Wassim Nasr : Il ne s’agit pas d’une renaissance ou d’une résurgence, mais d’un choix tactique qui est lié à la mise en veille des ambitions territoriales de l’organisation. L’EI a renoué avec un mode opératoire insurrectionnel, en vigueur entre 2007 et 2013 en Irak. Il s’agit notamment pour les jihadistes du groupe de perpétrer des attentats ou des attentats-suicide s , de mener des attaques contre des barrages ou des convois, et de commettre des assassinats ciblés de responsables politiques, de personnalités ou de simples notables ou fonctionnaires. Ce choix tactique était planifié, car l’EI savait qu’à terme, il perdrait le contrôle des milieux urbains et des territoires conquis. Cette stratégie leur permet de constituer une menace permanente, d’être peu visible, insaisissable, sans ligne de front fixe, et donc difficile à combattre. Ce mode opératoire est appliqué aujourd’hui partout en Syrie, que ce soit à Raqqa, à Manbij, où des soldats américains ont été récemment tués. Voire même à Idleb, d’où l’EI avait pourtant été chassé par les rebelles en 2014, ce qui n’empêche pas des cellules d’y commettre des attentats. L’organisation s’appuie sur des groupuscules opérationnels présents sur l’ensemble du territoire syrien, où l’organisation a réussi à tisser, après plusieurs années de contrôle territorial et administratif, une toile composée de personnes qui lui sont acquises. Des sympathisants prêts à agir, ou à simplement jouer les informateurs ou les logisticiens.

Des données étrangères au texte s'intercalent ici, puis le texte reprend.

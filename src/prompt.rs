//! Operator interaction
//!
//! Phases never talk to the terminal directly; they ask a [`Prompter`].
//! [`InquirePrompter`] is the interactive implementation and
//! [`ScriptedPrompter`] replays canned answers for tests and automation.

use std::collections::VecDeque;
use thiserror::Error;

use crate::secret::Passphrase;
use crate::validation::ValidationError;

/// Passphrase entry attempts before giving up.
pub const PASSPHRASE_ATTEMPTS: u32 = 3;

/// The literal an operator types to approve a destructive step.
pub const CONFIRMATION_WORD: &str = "YES";

#[derive(Error, Debug, Clone, PartialEq, Eq)]
pub enum PromptError {
    /// Esc or Ctrl+C at a prompt
    #[error("prompt cancelled")]
    Cancelled,

    #[error("no more scripted answers for '{0}'")]
    NoInput(String),

    #[error("{0}")]
    Terminal(String),

    #[error("passphrases did not match after {0} attempts")]
    PassphraseMismatch(u32),
}

/// Source of operator answers.
pub trait Prompter {
    fn text(&mut self, message: &str, default: Option<&str>) -> Result<String, PromptError>;

    /// Hidden input, no confirmation.
    fn secret(&mut self, message: &str) -> Result<Passphrase, PromptError>;

    /// Returns the index of the chosen option.
    fn select(&mut self, message: &str, options: &[String]) -> Result<usize, PromptError>;

    fn confirm(&mut self, message: &str, default: bool) -> Result<bool, PromptError>;
}

/// Terminal prompts backed by `inquire`.
#[derive(Debug, Default)]
pub struct InquirePrompter;

impl InquirePrompter {
    pub fn new() -> Self {
        Self
    }
}

fn map_inquire(err: inquire::InquireError) -> PromptError {
    match err {
        inquire::InquireError::OperationCanceled | inquire::InquireError::OperationInterrupted => {
            PromptError::Cancelled
        }
        other => PromptError::Terminal(other.to_string()),
    }
}

impl Prompter for InquirePrompter {
    fn text(&mut self, message: &str, default: Option<&str>) -> Result<String, PromptError> {
        let mut prompt = inquire::Text::new(message);
        if let Some(default) = default {
            prompt = prompt.with_default(default);
        }
        prompt.prompt().map_err(map_inquire)
    }

    fn secret(&mut self, message: &str) -> Result<Passphrase, PromptError> {
        inquire::Password::new(message)
            .without_confirmation()
            .prompt()
            .map(Passphrase::new)
            .map_err(map_inquire)
    }

    fn select(&mut self, message: &str, options: &[String]) -> Result<usize, PromptError> {
        inquire::Select::new(message, options.to_vec())
            .with_page_size(10)
            .without_filtering()
            .raw_prompt()
            .map(|choice| choice.index)
            .map_err(map_inquire)
    }

    fn confirm(&mut self, message: &str, default: bool) -> Result<bool, PromptError> {
        inquire::Confirm::new(message)
            .with_default(default)
            .prompt()
            .map_err(map_inquire)
    }
}

/// One canned answer.
#[derive(Debug, Clone, PartialEq, Eq)]
pub enum Answer {
    Text(String),
    /// Accept the prompt's default
    Default,
    Secret(String),
    Select(usize),
    Confirm(bool),
    Cancel,
}

/// Replays answers in order. Running out is an error, so a test that asks
/// more questions than expected fails instead of hanging.
#[derive(Debug, Default)]
pub struct ScriptedPrompter {
    answers: VecDeque<Answer>,
    asked: Vec<String>,
}

impl ScriptedPrompter {
    pub fn new(answers: impl IntoIterator<Item = Answer>) -> Self {
        Self {
            answers: answers.into_iter().collect(),
            asked: Vec::new(),
        }
    }

    /// Messages of every prompt shown so far.
    pub fn asked(&self) -> &[String] {
        &self.asked
    }

    pub fn remaining(&self) -> usize {
        self.answers.len()
    }

    fn next(&mut self, message: &str) -> Result<Answer, PromptError> {
        self.asked.push(message.to_string());
        match self.answers.pop_front() {
            Some(Answer::Cancel) => Err(PromptError::Cancelled),
            Some(answer) => Ok(answer),
            None => Err(PromptError::NoInput(message.to_string())),
        }
    }

    fn mismatch(message: &str, answer: &Answer) -> PromptError {
        PromptError::Terminal(format!("scripted answer {:?} does not fit '{}'", answer, message))
    }
}

impl Prompter for ScriptedPrompter {
    fn text(&mut self, message: &str, default: Option<&str>) -> Result<String, PromptError> {
        match self.next(message)? {
            Answer::Text(text) => Ok(text),
            Answer::Default => Ok(default.unwrap_or_default().to_string()),
            other => Err(Self::mismatch(message, &other)),
        }
    }

    fn secret(&mut self, message: &str) -> Result<Passphrase, PromptError> {
        match self.next(message)? {
            Answer::Secret(secret) | Answer::Text(secret) => Ok(Passphrase::new(secret)),
            other => Err(Self::mismatch(message, &other)),
        }
    }

    fn select(&mut self, message: &str, options: &[String]) -> Result<usize, PromptError> {
        match self.next(message)? {
            Answer::Select(index) if index < options.len() => Ok(index),
            Answer::Default if !options.is_empty() => Ok(0),
            other => Err(Self::mismatch(message, &other)),
        }
    }

    fn confirm(&mut self, message: &str, default: bool) -> Result<bool, PromptError> {
        match self.next(message)? {
            Answer::Confirm(value) => Ok(value),
            Answer::Default => Ok(default),
            other => Err(Self::mismatch(message, &other)),
        }
    }
}

/// Ask until `validate` accepts the answer. Each rejection is shown as a
/// warning before asking again.
pub fn prompt_validated<T>(
    prompter: &mut dyn Prompter,
    message: &str,
    default: Option<&str>,
    mut validate: impl FnMut(&str) -> Result<T, ValidationError>,
) -> Result<T, PromptError> {
    loop {
        let answer = prompter.text(message, default)?;
        match validate(answer.trim()) {
            Ok(value) => return Ok(value),
            Err(e) => tracing::warn!("{}", e),
        }
    }
}

/// Require the operator to type `YES` exactly. Anything else is a refusal.
pub fn confirm_typed(prompter: &mut dyn Prompter, message: &str) -> Result<bool, PromptError> {
    let answer = prompter.text(&format!("{} Type {} to continue", message, CONFIRMATION_WORD), None)?;
    Ok(answer.trim() == CONFIRMATION_WORD)
}

/// Read a passphrase twice. Empty or mismatched entries are retried up to
/// `attempts` times in total.
pub fn prompt_passphrase(
    prompter: &mut dyn Prompter,
    label: &str,
    attempts: u32,
) -> Result<Passphrase, PromptError> {
    for attempt in 1..=attempts {
        let first = prompter.secret(&format!("Enter {}", label))?;
        if first.is_empty() {
            tracing::warn!("{} must not be empty ({}/{})", label, attempt, attempts);
            continue;
        }
        let second = prompter.secret(&format!("Confirm {}", label))?;
        if first == second {
            return Ok(first);
        }
        tracing::warn!("{}s do not match ({}/{})", label, attempt, attempts);
    }
    tracing::error!("Failed to set {} after {} attempts", label, attempts);
    Err(PromptError::PassphraseMismatch(attempts))
}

Quel est le but de cette stratégie, sachant que l’EI, en l’état, n’est plus en mesure de reconquérir les territoires perdus ?
Le but de cette guerre est de harceler et d’infliger des coups loin de la ligne de front pour maintenir l’adversaire sous pression en faisant peser un danger constant et en perturbant ses routes de ravitaillement? comme lors du dernier attentat de Chadadi, le 21 janvier. Cela oblige l’adversaire à maintenir des combattants partout sur le territoire. En outre, cette stratégie permet à l’EI de démontrer que ses jihadistes sont présents et en capacité de frapper là où ils le souhaitent, selon les opportunités. L’attentat de Manbij a été commis par un kamikaze, qui a agi en fonction de renseignements très précis qui lui ont été fournis dans une ville qui est sous haute surveillance. Cela prouve qu’il y a dans l’ombre toute une logistique humaine (renseignements) et matérielle (explosifs et déplacements) qui fonctionne toujours, et ce malgré la pression militaire que subit l’EI. Après la perte de ses territoires, l’organisation s’est restructuré e en simplifiant sa chaîne de commandement, il ne reste plus que deux wilayas [ province ou préfecture en arabe, NDLR] au Levant, l’une en Syrie et l’autre en Irak, placées sous l’autorité de leur chef Abou Bakr al-Baghdadi. Enfin, sur le terrain de guerre, les commandants militaires jouissent d’une grande liberté d’action, même s’ils ne peuvent plus compter sur l’afflux de jihadistes étrangers, qui est coupé. Toutefois, il faut rappeler que le plus gros des recrues de l’EI en Syrie sont des Syriens, comme en Irak ils sont Irakiens.
En s’attaquant aux soldats américains, ne risquent-ils pas de faire changer d’avis Donald Trump, qui a décidé de retirer ses troupes de Syrie ?
L’EI n’a pas la même grille de lecture que les Américains et leur agenda diplomatique. Ils ont frappé les soldats américains par pragmatisme, en saisissant une opportunité sans se soucier des conséquences de leur acte sur l’annonce de Donald Trump. Sachant que pour eux, c’est du quitte ou double, soit il peut accélérer le retrait, comme lorsque l’armée américaine avait évacué du Liban après l’attentat contre les Marines de 1983 à Beyrouth, soit au contraire provoquer un changement de plan américain.